Officials from the Centers for Disease Control and Prevention (CDC) will now be deployed to two additional international airports, in Chicago and Atlanta.

All travelers on flights from Wuhan, either direct or connecting, will now be re-routed to the five airports with screening systems in place.

Nations across the Asia-Pacific region stepped up checks of passengers at airports to detect the SARS-like coronavirus.

Fears of a bigger outbreak rose after a prominent expert from China's National Health Commission confirmed late Monday that the virus can be passed between people.


Macau on Wednesday reported its first confirmed case of the new SARS-like coronavirus as authorities announced all staff in the city's bustling casinos had been ordered to wear face masks.

The former Portuguese colony is a huge draw for mainland tourists as the only place in China that allows gambling.

With the Lunar New Year approaching this weekend, a huge influx of mainland tourists is expected in the city.

Asian countries have ramped up measures to block the spread of the new virus, which emerged in the Chinese city of Wuhan and has so far killed at least nine people.


On Wednesday, Macau announced its first confirmed case -- a 52-year-old businesswoman from Wuhan who arrived in the city by high-speed rail on Sunday, via the neighbouring city of Zhuhai.

"A series of tests found that she was positive for the coronavirus and had symptoms of pneumonia," Lei Chin-lon, the head of Macau's health bureau, told reporters.

The woman had been staying at the New Orient Landmark Hotel with two friends who were being monitored since her admission to hospital on Tuesday.

Ao Ieong Iu, Macau's Secretary for Social Affairs and Culture, said staff in all casinos would be required to wear masks while anyone arriving at entry ports along the city's border with the mainland would need to fill out health declaration forms.

"We have not banned tourism groups from Wuhan but we are not encouraging them," Ao Ieong said.

"We will stay in close contact with tourism agencies and require them to notify us of all groups going to and coming from Wuhan," she added.


North Korea will ban foreign tourists to protect itself against a new SARS-like virus that has claimed at least nine lives in China and sickened hundreds, a major tour operator said.

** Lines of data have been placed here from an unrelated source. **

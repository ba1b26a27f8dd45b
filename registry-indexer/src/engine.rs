//! The indexing engine: a single-writer event loop owning all mutations
//! to the [`Index`], driven by an action queue, a periodic tainted-retry
//! sweep, and a shutdown signal.

use std::collections::{HashMap, HashSet};
use std::sync::Arc;
use std::time::Duration;

use indexer_model::{Action, Error, Index, Reference};
use tokio::sync::{mpsc, watch};

use crate::fetcher;
use crate::metrics::Metrics;
use crate::registry::RegistryClient;

/// A cloneable front for submitting actions to the engine's queue. Held by
/// the webhook and pub/sub listeners and by the read API's `POST
/// /repositories/{repo}/tags` trigger endpoint.
#[derive(Clone)]
pub struct EngineHandle {
    sender: mpsc::Sender<Action>,
}

impl EngineHandle {
    /// Enqueues an action, blocking if the queue is full (the queue length
    /// bounds outstanding work, so backpressure here is deliberate).
    pub async fn enqueue(&self, action: Action) -> Result<(), Error> {
        self.sender
            .send(action)
            .await
            .map_err(|_| Error::Storage("action queue is closed".to_string()))
    }
}

/// Owns every configured registry client and the index they populate, and
/// runs the single-writer dispatch loop.
pub struct Engine {
    registries: HashMap<String, RegistryClient>,
    index: Arc<Index>,
    metrics: Arc<Metrics>,
    sender: mpsc::Sender<Action>,
    receiver: mpsc::Receiver<Action>,
    retry_interval: Duration,
}

impl Engine {
    pub fn new(
        registries: HashMap<String, RegistryClient>,
        index: Arc<Index>,
        metrics: Arc<Metrics>,
        queue_length: usize,
        retry_interval: Duration,
    ) -> Self {
        let (sender, receiver) = mpsc::channel(queue_length);
        Engine {
            registries,
            index,
            metrics,
            sender,
            receiver,
            retry_interval,
        }
    }

    pub fn handle(&self) -> EngineHandle {
        EngineHandle {
            sender: self.sender.clone(),
        }
    }

    /// Runs the dispatch loop until `shutdown` reports `true`. Consumes
    /// the engine, matching the single-owner lifetime of the action
    /// receiver.
    pub async fn serve(mut self, mut shutdown: watch::Receiver<bool>) {
        let mut tainted: HashSet<Reference> = HashSet::new();
        let mut interval = tokio::time::interval(self.retry_interval);
        interval.set_missed_tick_behavior(tokio::time::MissedTickBehavior::Delay);

        loop {
            tokio::select! {
                maybe_action = self.receiver.recv() => {
                    let Some(action) = maybe_action else {
                        log::warn!("action queue closed, stopping engine");
                        break;
                    };
                    self.metrics.actions_in_queue.set(self.receiver.len() as f64);
                    self.dispatch(action, &mut tainted).await;
                    self.update_images_total();
                }
                _ = interval.tick() => {
                    self.sweep_tainted(&mut tainted).await;
                    self.update_images_total();
                }
                _ = shutdown.changed() => {
                    if *shutdown.borrow() {
                        log::info!("engine received shutdown signal");
                        break;
                    }
                }
            }
        }
    }

    async fn dispatch(&self, action: Action, tainted: &mut HashSet<Reference>) {
        log::debug!("dispatching {action}");
        match action {
            Action::IndexAll => {
                if let Err(e) = self.index_all().await {
                    log::warn!("indexing all repositories failed: {e}");
                }
            }
            Action::IndexRepository { reference } => {
                self.index_repository(&reference).await;
            }
            Action::IndexImage { reference } => {
                self.index_image(&reference, tainted).await;
            }
            Action::DeleteImage { reference } => {
                self.index.delete_image(&reference);
                tainted.remove(&reference);
            }
        }
    }

    /// Crawls every configured registry and replaces the index's full
    /// catalog in one atomic swap. A failure on any registry aborts the
    /// whole crawl and leaves the previous index untouched, since a
    /// partial replacement would silently drop the repositories of
    /// registries not yet visited.
    pub async fn index_all(&self) -> Result<(), Error> {
        let mut all = HashMap::new();
        for (host, client) in &self.registries {
            let repositories = fetcher::fetch_repositories(client)
                .await
                .map_err(|e| Error::Upstream(format!("indexing all repositories on {host} failed: {e}")))?;
            for repository in repositories {
                all.insert(repository.name.clone(), repository);
            }
        }
        self.index.replace_all_repositories(all);
        Ok(())
    }

    async fn index_repository(&self, reference: &Reference) {
        let Some(client) = self.registries.get(reference.host()) else {
            log::warn!("{reference}: no registry configured for host");
            return;
        };
        match fetcher::fetch_repository(client, reference).await {
            Ok(repository) => self.index.replace_repository(repository),
            Err(e) => log::warn!("indexing repository {reference} failed: {e}"),
        }
    }

    async fn index_image(&self, reference: &Reference, tainted: &mut HashSet<Reference>) {
        let Some(client) = self.registries.get(reference.host()) else {
            log::warn!("{reference}: no registry configured for host");
            return;
        };
        match client.image(reference).await {
            Ok(image) => {
                self.index.replace_image(reference, image);
                tainted.remove(reference);
            }
            Err(e) => {
                if e.taints_retry() {
                    log::warn!("indexing image {reference} failed, will retry: {e}");
                    tainted.insert(reference.clone());
                } else {
                    log::warn!("indexing image {reference} failed: {e}");
                }
            }
        }
    }

    /// Retries every tainted image. An image that now resolves to
    /// `NotFound` is dropped from the retry set rather than retried
    /// forever, since the upstream tag or repository is gone for good.
    async fn sweep_tainted(&self, tainted: &mut HashSet<Reference>) {
        if tainted.is_empty() {
            return;
        }
        log::debug!("retrying {} tainted image(s)", tainted.len());

        let mut still_tainted = HashSet::new();
        for reference in tainted.drain() {
            let Some(client) = self.registries.get(reference.host()) else {
                continue;
            };
            match client.image(&reference).await {
                Ok(image) => self.index.replace_image(&reference, image),
                Err(Error::NotFound(_)) => {
                    log::info!("{reference} no longer exists upstream, dropping from retry set");
                }
                Err(e) => {
                    log::warn!("retry of {reference} failed, will retry again: {e}");
                    still_tainted.insert(reference);
                }
            }
        }
        *tainted = still_tainted;
    }

    fn update_images_total(&self) {
        let total: usize = self.index.read().values().map(|r| r.len()).sum();
        self.metrics.images_total.set(total as f64);
    }
}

Several nations including the US have stepped up checks on airport passengers to detect the coronavirus, which first emerged in the central Chinese city of Wuhan, but a ban on tourists would be a first.

The virus has caused alarm in China and abroad because of its genetic similarities to Severe Acute Respiratory Syndrome (SARS), which killed nearly 650 people across mainland China and Hong Kong in 2002-2003.

The vast majority of foreign tourists to North Korea are Chinese, and their numbers have swelled significantly in the last year as relations between Beijing and Pyongyang have warmed, generating vital foreign currency for the isolated country.

But as of Wednesday, North Korea will "temporarily close its borders to all foreign tourists as a precaution to the coronavirus", Chinese-based specialist operator Young Pioneer Tours said in a statement.

Exact details had yet to be confirmed, it added.

Koryo Tours, the market leader for Western visitors, said it had been "informed that action was being considered" and was expecting more information Wednesday.

Pyongyang has taken similar action in the past -- it closed its borders to foreign tourists for more than four months from October 2014 in a bid to keep out the Ebola virus, even though no cases had been reported in Asia.

It enforced a 21-day quarantine period on anyone entering the country, including foreign diplomats and businesspeople.

Pyongyang's official Rodong Sinmun newspaper did not mention any North Korean action over the virus Wednesday but reported on the outbreak in China, saying it had "spread rapidly" and that authorities in its giant neighbour were taking "corresponding measures".

The North has poor medical infrastructure and a chronic shortage of medicines.

When South Korea suffered from the world's largest outbreak of Middle East Respiratory Syndrome, or MERS, in summer 2015, the North reportedly prohibited its diplomats and workers overseas from returning to their homeland for months to prevent the spread of the virus.

Pyongyang also suspended foreign tours for three months due to fears over SARS in 2003.